La maternité divine de Marie
495 Appelée dans les Évangiles
" la mère de Jésus " (Jn 2, 1 ; 19, 25 ; cf. Mt
13, 55), Marie est acclamée, sous l’impulsion de l’Esprit, dès avant la
naissance de son fils, comme " la mère de mon Seigneur "
(Lc 1, 43). En effet, Celui qu’elle a conçu comme homme du Saint-Esprit et qui
est devenu vraiment son Fils selon la chair, n’est autre que le Fils éternel du
Père, la deuxième Personne de la Sainte Trinité. L’Église confesse que Marie
est vraiment Mère de Dieu (Theotokos) (cf. DS 251).
La virginité de Marie
496 Dès les premières
formulations de la foi (cf. DS 10-64), l’Église a confessé que Jésus a été
conçu par la seule puissance du Saint-Esprit dans le sein de la Vierge Marie,
affirmant aussi l’aspect corporel de cet événement : Jésus a été conçu
" de l’Esprit Saint sans semence virile " (Cc. Latran en
649 : DS 503). Les Pères voient dans la conception virginale le signe que
c’est vraiment le Fils de Dieu qui est venu dans une humanité comme la
nôtre :
Ainsi, S. Ignace d’Antioche (début IIe siècle) : " Vous êtes
fermement convaincus au sujet de notre Seigneur qui est véritablement de la
race de David selon la chair (cf. Rm 1, 3), Fils de Dieu selon la volonté et la
puissance de Dieu (cf. Jn 1, 13), véritablement né d’une vierge, (...) il a été
véritablement cloué pour nous dans sa chair sous Ponce Pilate (...) il a
véritablement souffert, comme il est aussi véritablement ressuscité "
(Smyrn. 1-2).
497 Les récits évangéliques
(cf. Mt 1, 18-25 ; Lc 1, 26-38) comprennent la conception virginale comme
une œuvre divine qui dépasse toute compréhension et toute possibilité humaines
(cf. Lc 1, 34) : " Ce qui a été engendré en elle vient de
l’Esprit Saint ", dit l’ange à Joseph au sujet de Marie, sa fiancée
(Mt 1, 20). L’Église y voit l’accomplissement de la promesse divine donnée par
le prophète Isaïe : " Voici que la vierge concevra et enfantera
un fils " (Is 7, 14, d’après la traduction grecque de Mt 1, 23).
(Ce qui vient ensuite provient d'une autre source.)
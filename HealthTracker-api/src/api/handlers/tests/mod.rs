mod persons_test;
mod readings_test;

use std::sync::Arc;

use axum::{
    body::{to_bytes, Body},
    http::{header, Method, Request, StatusCode},
    Router,
};
use serde_json::{json, Value};
use tower::ServiceExt;

use health_tracker_domain::testing::MockHealthReadingRepository;
use health_tracker_data::repository::InMemoryPersonRepository;
use health_tracker_domain::config::ImportConfig;

use crate::api::{create_application, AppState};

/// Router over a counting mock reading repository
pub(crate) struct TestApp {
    pub router: Router,
    pub repository: MockHealthReadingRepository,
}

impl TestApp {
    pub fn new() -> Self {
        Self::with_repository(MockHealthReadingRepository::new())
    }

    pub fn with_repository(repository: MockHealthReadingRepository) -> Self {
        let state = AppState::from_repositories(
            Arc::new(repository.clone()),
            Arc::new(InMemoryPersonRepository::new()),
            ImportConfig::default(),
            None,
        );
        Self {
            router: create_application(state),
            repository,
        }
    }

    pub async fn request(&self, method: Method, uri: &str, body: Option<Value>) -> (StatusCode, Value) {
        let builder = Request::builder().method(method).uri(uri);
        let request = match body {
            Some(body) => builder
                .header(header::CONTENT_TYPE, "application/json")
                .body(Body::from(body.to_string())),
            None => builder.body(Body::empty()),
        }
        .unwrap();
        self.send(request).await
    }

    pub async fn upload(&self, uri: &str, content: &str) -> (StatusCode, Value) {
        let request = Request::builder()
            .method(Method::POST)
            .uri(uri)
            .header(header::CONTENT_TYPE, "text/plain")
            .body(Body::from(content.to_string()))
            .unwrap();
        self.send(request).await
    }

    async fn send(&self, request: Request<Body>) -> (StatusCode, Value) {
        let response = self.router.clone().oneshot(request).await.unwrap();
        let status = response.status();
        let bytes = to_bytes(response.into_body(), usize::MAX).await.unwrap();
        let body = if bytes.is_empty() {
            Value::Null
        } else {
            serde_json::from_slice(&bytes).unwrap_or_else(|_| Value::String(String::from_utf8_lossy(&bytes).to_string()))
        };
        (status, body)
    }

    /// Register a person and return their id
    pub async fn register(&self, name: &str) -> i64 {
        let (status, body) = self
            .request(
                Method::POST,
                "/api/v1/persons",
                Some(json!({ "name": name, "age": 45, "gender": "F" })),
            )
            .await;
        assert_eq!(status, StatusCode::CREATED, "{}", body);
        body["id"].as_i64().unwrap()
    }
}
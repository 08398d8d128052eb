use axum::{
    body::Bytes,
    extract::{Path, Query, State},
    http::StatusCode,
    response::IntoResponse,
    Json,
};
use tracing::{info, instrument};

use health_tracker_domain::config::parse_delimiter;
use health_tracker_domain::import::ImportOptions;

use crate::api::AppState;
use crate::entities::{ErrorResponse, ImportQueryParams, ImportResponse};

const DEFAULT_IMPORT_FORMAT: &str = "delimited";

/// Bulk import readings for an owner.
///
/// Rows are accepted or rejected independently. A fatal problem (missing
/// header fields, undecodable content, unknown format, storage failure)
/// stores nothing and is answered with 422 and the report.
#[utoipa::path(
    post,
    path = "/api/v1/persons/{owner_id}/readings/import",
    params(("owner_id" = i64, Path, description = "Person id"), ImportQueryParams),
    request_body(content = String, description = "File content", content_type = "text/plain"),
    responses(
        (status = 200, description = "Import finished", body = ImportResponse),
        (status = 400, description = "Invalid import options", body = ErrorResponse),
        (status = 404, description = "Person not found", body = ErrorResponse),
        (status = 422, description = "Import aborted; nothing stored", body = ImportResponse),
    ),
    tag = "readings"
)]
#[instrument(skip(state, params, body), fields(bytes = body.len()))]
pub async fn import_readings(
    State(state): State<AppState>,
    Path(owner_id): Path<i64>,
    Query(params): Query<ImportQueryParams>,
    body: Bytes,
) -> Result<impl IntoResponse, ErrorResponse> {
    state.persons.get(owner_id).await?;

    let mut options = ImportOptions::from_config(&state.import_config, owner_id);
    if let Some(raw) = params.delimiter.as_deref() {
        options.delimiter = parse_delimiter(raw).map_err(|e| ErrorResponse::bad_request(e.to_string()))?;
    }
    if let Some(pattern) = params.date_format.filter(|p| !p.trim().is_empty()) {
        options.date_pattern = pattern;
    }
    let format = params.format.as_deref().unwrap_or(DEFAULT_IMPORT_FORMAT);

    let report = state.imports.import(&body, format, &options).await;
    info!(
        import_id = %report.import_id,
        accepted = report.accepted,
        rejected = report.rejected,
        duplicate = report.duplicate,
        "Import request for owner {} done",
        owner_id
    );

    let status = if report.is_fatal() {
        StatusCode::UNPROCESSABLE_ENTITY
    } else {
        StatusCode::OK
    };
    let summary = report.summary(state.import_config.max_reported_errors);
    Ok((status, Json(ImportResponse { report, summary })))
}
498 On a été parfois troublé par le
silence de l’Évangile de S. Marc et des Épîtres du Nouveau Testament sur la
conception virginale de Marie. On a aussi pu se demander s’il ne s’agissait pas
ici de légendes ou de constructions théologiques sans prétentions historiques.
A quoi il faut répondre : La foi en la conception virginale de Jésus a
rencontré vive opposition, moqueries ou incompréhension de la part des
non-croyants, juifs et païens (cf. S. Justin, dial. 66, 67 ; Origène,
Cels. 1, 32. 69 ; e.a.) : elle n’était pas motivée par la mythologie
païenne ou par quelque adaptation aux idées du temps. Le sens de cet événement n’est
accessible qu’à la foi qui le voit dans ce " lien qui relie les
mystères entre eux " (DS 3016), dans l’ensemble des mystères du
Christ, de son Incarnation à sa Pâque. S. Ignace d’Antioche témoigne déjà de ce
lien : " Le prince de ce monde a ignoré la virginité de Marie et
son enfantement, de même que la mort du Seigneur : trois mystères
retentissants qui furent accomplis dans le silence de Dieu " (Eph.
19, 1 ; cf. 1 Co 2, 8).
Marie – " toujours
Vierge "
499 L’approfondissement de sa foi
en la maternité virginale a conduit l’Église à confesser la virginité réelle et
perpétuelle de Marie (cf. DS 427) même dans l’enfantement du Fils de Dieu fait
homme (cf. DS 291 ; 294 ; 442 ; 503 ; 571 ; 1880). En
effet la naissance du Christ " n’a pas diminué, mais consacré
l’intégrité virginale " de sa mère (LG 57). La liturgie de l’Église
célèbre Marie comme la Aeiparthenos, " toujours
vierge " (cf. LG 52).
500 A cela on objecte parfois que
l’Écriture mentionne des frères et sœurs de Jésus (cf. Mc 3, 31-35 ; 6,
3 ; 1 Co 9, 5 ; Ga 1, 19). L’Église a toujours compris ces passages
comme ne désignant pas d’autres enfants de la Vierge Marie : en effet
Jacques et Joseph, " frères de Jésus " (Mt 13, 55), sont
les fils d’une Marie disciple du Christ (cf. Mt 27, 56) qui est désignée de
manière significative comme " l’autre Marie " (Mt 28, 1).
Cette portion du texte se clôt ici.